REQUIRED ACTION: Output all of the entries exactly as they are given.

--- SOURCE MATERIAL ---

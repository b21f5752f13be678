//! # kwartvoorbier
//!
//! Console rehearsal of a borrel: seeds the tables from the configuration, evaluates the
//! ordering window and acts on the phase it finds.
//!
//! ```bash
//! kwartvoorbier --at 15:50            # window open: place demo orders, show pickup list
//! kwartvoorbier --at 15:30 --watch    # count down, take orders, draw at closing time
//! kwartvoorbier --config borrel.toml  # real clock, custom window and catalogue
//! ```

use anyhow::Context;
use chrono::{Datelike, Local, NaiveTime};
use clap::Parser;
use kwartvoorbier::clock::{OffsetClock, SharedClock, SystemClock};
use kwartvoorbier::config::{KvbConfig, SeedConfig};
use kwartvoorbier::lifecycle::{setup_tracing, BorrelSystem};
use kwartvoorbier::lottery::{self, Draw};
use kwartvoorbier::model::{LocationCreate, OrderCreate, ProductCreate, ProfileCreate};
use kwartvoorbier::window::{Phase, PhaseView, SchedulerEvent};
use std::path::PathBuf;
use std::sync::Arc;
use std::time::Duration;
use table_actor::TableAccess;
use tokio::sync::{broadcast::error::RecvError, watch};
use tracing::{info, warn, Instrument};

#[derive(Parser, Debug)]
#[command(author, version, about)]
struct Args {
    /// TOML configuration file. `KVB_*` environment variables override it.
    #[arg(long)]
    config: Option<PathBuf>,

    /// Pretend it is this time today (HH:MM). The clock runs on from there.
    #[arg(long, value_parser = parse_time)]
    at: Option<NaiveTime>,

    /// Keep polling the window until Ctrl-C, drawing the lottery when ordering closes.
    #[arg(long)]
    watch: bool,
}

fn parse_time(s: &str) -> Result<NaiveTime, String> {
    NaiveTime::parse_from_str(s, "%H:%M").map_err(|e| format!("expected HH:MM: {e}"))
}

/// Catalogue used when the configuration doesn't bring one.
fn demo_seed() -> SeedConfig {
    let every_day = 0..=6;
    SeedConfig {
        products: vec![
            ProductCreate::new("Pils", every_day.clone()),
            ProductCreate::new("Witbier", every_day.clone()),
            ProductCreate::new("Alcoholvrij", every_day),
        ],
        locations: vec![
            LocationCreate::new("Kantine", 0),
            LocationCreate::new("Dakterras", 5),
        ],
    }
}

#[tokio::main]
async fn main() -> anyhow::Result<()> {
    setup_tracing();
    let args = Args::parse();

    let mut config = KvbConfig::load(args.config.as_deref())?;
    if config.seed.products.is_empty() && config.seed.locations.is_empty() {
        config.seed = demo_seed();
    }

    let clock: SharedClock = match args.at {
        Some(time) => Arc::new(OffsetClock::starting_at(Local::now().date_naive().and_time(time))),
        None => Arc::new(SystemClock),
    };

    let system = BorrelSystem::new(clock, config.tables.buffer_size);
    system.seed(&config).await.context("seeding tables")?;
    info!(window = %config.window, "System ready");

    let mut scheduler = system.scheduler(&config.scheduler);
    let view = scheduler.tick().await;
    report(&view);

    match view.phase {
        Phase::Ordering { .. } => {
            place_demo_orders(&system)
                .instrument(tracing::info_span!("demo_orders"))
                .await?;
            print_pickup(&system).await?;
        }
        Phase::Lottery { .. } => announce(&system, config.scheduler.reveal_delay()).await?,
        Phase::AwaitingWindow { .. } | Phase::Closed(_) => {}
    }

    if args.watch {
        let (stop, stopped) = watch::channel(false);
        let mut events = scheduler.events();
        let mut views = scheduler.view();
        let task = tokio::spawn(scheduler.run(stopped));

        loop {
            tokio::select! {
                _ = tokio::signal::ctrl_c() => break,
                changed = views.changed() => {
                    if changed.is_err() {
                        break;
                    }
                    let view = views.borrow_and_update().clone();
                    if let Some(remaining) = view.remaining {
                        println!("Ordering opens in {remaining} ({:.0}%)", view.fill_ratio * 100.0);
                    }
                }
                event = events.recv() => match event {
                    Ok(SchedulerEvent::CountdownCompleted { .. }) => println!("Ordering is open!"),
                    Ok(SchedulerEvent::PhaseChanged { to, .. }) => {
                        println!("Now: {to}");
                        match to {
                            Phase::Ordering { .. } => {
                                place_demo_orders(&system)
                                    .instrument(tracing::info_span!("demo_orders"))
                                    .await?;
                            }
                            Phase::Lottery { .. } => {
                                print_pickup(&system).await?;
                                announce(&system, config.scheduler.reveal_delay()).await?;
                            }
                            _ => {}
                        }
                    }
                    Err(RecvError::Lagged(skipped)) => warn!(skipped, "Missed scheduler events"),
                    Err(RecvError::Closed) => break,
                }
            }
        }

        let _ = stop.send(true);
        task.await.context("scheduler task")?;
    } else {
        drop(scheduler);
    }

    system.shutdown().await.map_err(anyhow::Error::msg)?;
    info!("Application completed successfully");
    Ok(())
}

fn report(view: &PhaseView) {
    match view.phase {
        Phase::AwaitingWindow { opens_at } => {
            let remaining = view.remaining.unwrap_or_default();
            println!("Ordering opens at {} (in {remaining})", opens_at.format("%H:%M"));
        }
        Phase::Ordering { closes_at } => {
            println!("Ordering is open until {}", closes_at.format("%H:%M"));
        }
        Phase::Lottery { ends_at } => {
            println!("Ordering closed, lottery until {}", ends_at.format("%H:%M"));
        }
        Phase::Closed(reason) => println!("Closed: {reason}"),
    }
}

/// Three colleagues order whatever is on today, cycling through the locations.
async fn place_demo_orders(system: &BorrelSystem) -> anyhow::Result<()> {
    let weekday = system.clock().now().weekday().num_days_from_sunday();
    let products = system.products.available_on(weekday).await?;
    let locations = system.locations.list().await?;
    if products.is_empty() || locations.is_empty() {
        warn!("Nothing to order or nowhere to deliver");
        return Ok(());
    }

    let people = [
        ProfileCreate::member("Ana"),
        ProfileCreate::member("Bo"),
        ProfileCreate {
            email: Some("cas@kantoor.nl".into()),
            ..Default::default()
        },
    ];
    for (i, person) in people.into_iter().enumerate() {
        let user_id = system.profiles.create_profile(person).await?;
        let order = OrderCreate {
            user_id,
            product_id: products[i % products.len()].id,
            location_id: locations[i % locations.len()].id,
        };
        match system.place_order(order).await {
            Ok(order_id) => info!(%order_id, %user_id, "Order placed"),
            Err(e) => warn!(error = %e, %user_id, "Order refused"),
        }
    }
    Ok(())
}

async fn print_pickup(system: &BorrelSystem) -> anyhow::Result<()> {
    let summary = system.pickup_summary(None).await?;
    println!("{} drink(s) to fetch:", summary.total);
    for line in &summary.per_product {
        println!("  {:>2} x {}", line.count, line.name);
    }
    for order in &summary.orders {
        println!("  - {} ({})", order.customer_name, order.location_id);
    }
    Ok(())
}

async fn announce(system: &BorrelSystem, delay: Duration) -> anyhow::Result<()> {
    let participants = system.todays_participants().await?;
    println!("Drawing from {} participant(s)...", participants.len());
    match lottery::reveal(&participants, system.today(), delay).await {
        Draw::Winner { name, .. } => println!("{name} fetches the drinks!"),
        Draw::NotEnoughParticipants { count } => {
            println!("No lottery today: {count} participant(s)")
        }
    }
    Ok(())
}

---

FINISHED EXERCISE:
repository b21f5752f13be678
//! # kwartvoorbier
//!
//! Console rehearsal of a borrel: seeds the tables from the configuration, evaluates the
//! ordering window and acts on the phase it finds.
//!
//! ```bash
//! kwartvoorbier --at 15:50            # window open: place demo orders, show pickup list
//! kwartvoorbier --at 15:30 --watch    # count down, take orders, draw at closing time
//! kwartvoorbier --config borrel.toml  # real clock, custom window and catalogue
//! ```

use anyhow::Context;
use chrono::{Datelike, Local, NaiveTime};
use clap::Parser;
use kwartvoorbier::clock::{OffsetClock, SharedClock, SystemClock};
use kwartvoorbier::config::{KvbConfig, SeedConfig};
use kwartvoorbier::lifecycle::{setup_tracing, BorrelSystem};
use kwartvoorbier::lottery::{self, Draw};
use kwartvoorbier::model::{LocationCreate, OrderCreate, ProductCreate, ProfileCreate};
use kwartvoorbier::window::{Phase, PhaseView, SchedulerEvent};
use std::path::PathBuf;
use std::sync::Arc;
use std::time::Duration;
use table_actor::TableAccess;
use tokio::sync::{broadcast::error::RecvError, watch};
use tracing::{info, warn, Instrument};

#[derive(Parser, Debug)]
#[command(author, version, about)]
struct Args {
    /// TOML configuration file. `KVB_*` environment variables override it.
    #[arg(long)]
    config: Option<PathBuf>,

    /// Pretend it is this time today (HH:MM). The clock runs on from there.
    #[arg(long, value_parser = parse_time)]
    at: Option<NaiveTime>,

    /// Keep polling the window until Ctrl-C, drawing the lottery when ordering closes.
    #[arg(long)]
    watch: bool,
}

fn parse_time(s: &str) -> Result<NaiveTime, String> {
    NaiveTime::parse_from_str(s, "%H:%M").map_err(|e| format!("expected HH:MM: {e}"))
}

/// Catalogue used when the configuration doesn't bring one.
fn demo_seed() -> SeedConfig {
    let every_day = 0..=6;
    SeedConfig {
        products: vec![
            ProductCreate::new("Pils", every_day.clone()),
            ProductCreate::new("Witbier", every_day.clone()),
            ProductCreate::new("Alcoholvrij", every_day),
        ],
        locations: vec![
            LocationCreate::new("Kantine", 0),
            LocationCreate::new("Dakterras", 5),
        ],
    }
}

#[tokio::main]
async fn main() -> anyhow::Result<()> {
    setup_tracing();
    let args = Args::parse();

    let mut config = KvbConfig::load(args.config.as_deref())?;
    if config.seed.products.is_empty() && config.seed.locations.is_empty() {
        config.seed = demo_seed();
    }

    let clock: SharedClock = match args.at {
        Some(time) => Arc::new(OffsetClock::starting_at(Local::now().date_naive().and_time(time))),
        None => Arc::new(SystemClock),
    };

    let system = BorrelSystem::new(clock, config.tables.buffer_size);
    system.seed(&config).await.context("seeding tables")?;
    info!(window = %config.window, "System ready");

    let mut scheduler = system.scheduler(&config.scheduler);
    let view = scheduler.tick().await;
    report(&view);

    match view.phase {
        Phase::Ordering { .. } => {
            place_demo_orders(&system)
                .instrument(tracing::info_span!("demo_orders"))
                .await?;
            print_pickup(&system).await?;
        }
        Phase::Lottery { .. } => announce(&system, config.scheduler.reveal_delay()).await?,
        Phase::AwaitingWindow { .. } | Phase::Closed(_) => {}
    }

    if args.watch {
        let (stop, stopped) = watch::channel(false);
        let mut events = scheduler.events();
        let mut views = scheduler.view();
        let task = tokio::spawn(scheduler.run(stopped));

        loop {
            tokio::select! {
                _ = tokio::signal::ctrl_c() => break,
                changed = views.changed() => {
                    if changed.is_err() {
                        break;
                    }
                    let view = views.borrow_and_update().clone();
                    if let Some(remaining) = view.remaining {
                        println!("Ordering opens in {remaining} ({:.0}%)", view.fill_ratio * 100.0);
                    }
                }
                event = events.recv() => match event {
                    Ok(SchedulerEvent::CountdownCompleted { .. }) => println!("Ordering is open!"),
                    Ok(SchedulerEvent::PhaseChanged { to, .. }) => {
                        println!("Now: {to}");
                        match to {
                            Phase::Ordering { .. } => {
                                place_demo_orders(&system)
                                    .instrument(tracing::info_span!("demo_orders"))
                                    .await?;
                            }
                            Phase::Lottery { .. } => {
                                print_pickup(&system).await?;
                                announce(&system, config.scheduler.reveal_delay()).await?;
                            }
                            _ => {}
                        }
                    }
                    Err(RecvError::Lagged(skipped)) => warn!(skipped, "Missed scheduler events"),
                    Err(RecvError::Closed) => break,
                }
            }
        }

        let _ = stop.send(true);
        task.await.context("scheduler task")?;
    } else {
        drop(scheduler);
    }

    system.shutdown().await.map_err(anyhow::Error::msg)?;
    info!("Application completed successfully");
    Ok(())
}

fn report(view: &PhaseView) {
    match view.phase {
        Phase::AwaitingWindow { opens_at } => {
            let remaining = view.remaining.unwrap_or_default();
            println!("Ordering opens at {} (in {remaining})", opens_at.format("%H:%M"));
        }
        Phase::Ordering { closes_at } => {
            println!("Ordering is open until {}", closes_at.format("%H:%M"));
        }
        Phase::Lottery { ends_at } => {
            println!("Ordering closed, lottery until {}", ends_at.format("%H:%M"));
        }
        Phase::Closed(reason) => println!("Closed: {reason}"),
    }
}

/// Three colleagues order whatever is on today, cycling through the locations.
async fn place_demo_orders(system: &BorrelSystem) -> anyhow::Result<()> {
    let weekday = system.clock().now().weekday().num_days_from_sunday();
    let products = system.products.available_on(weekday).await?;
    let locations = system.locations.list().await?;
    if products.is_empty() || locations.is_empty() {
        warn!("Nothing to order or nowhere to deliver");
        return Ok(());
    }

    let people = [
        ProfileCreate::member("Ana"),
        ProfileCreate::member("Bo"),
        ProfileCreate {
            email: Some("cas@kantoor.nl".into()),
            ..Default::default()
        },
    ];
    for (i, person) in people.into_iter().enumerate() {
        let user_id = system.profiles.create_profile(person).await?;
        let order = OrderCreate {
            user_id,
            product_id: products[i % products.len()].id,
            location_id: locations[i % locations.len()].id,
        };
        match system.place_order(order).await {
            Ok(order_id) => info!(%order_id, %user_id, "Order placed"),
            Err(e) => warn!(error = %e, %user_id, "Order refused"),
        }
    }
    Ok(())
}

async fn print_pickup(system: &BorrelSystem) -> anyhow::Result<()> {
    let summary = system.pickup_summary(None).await?;
    println!("{} drink(s) to fetch:", summary.total);
    for line in &summary.per_product {
        println!("  {:>2} x {}", line.count, line.name);
    }
    for order in &summary.orders {
        println!("  - {} ({})", order.customer_name, order.location_id);
    }
    Ok(())
}

async fn announce(system: &BorrelSystem, delay: Duration) -> anyhow::Result<()> {
    let participants = system.todays_participants().await?;
    println!("Drawing from {} participant(s)...", participants.len());
    match lottery::reveal(&participants, system.today(), delay).await {
        Draw::Winner { name, .. } => println!("{name} fetches the drinks!"),
        Draw::NotEnoughParticipants { count } => {
            println!("No lottery today: {count} participant(s)")
        }
    }
    Ok(())
}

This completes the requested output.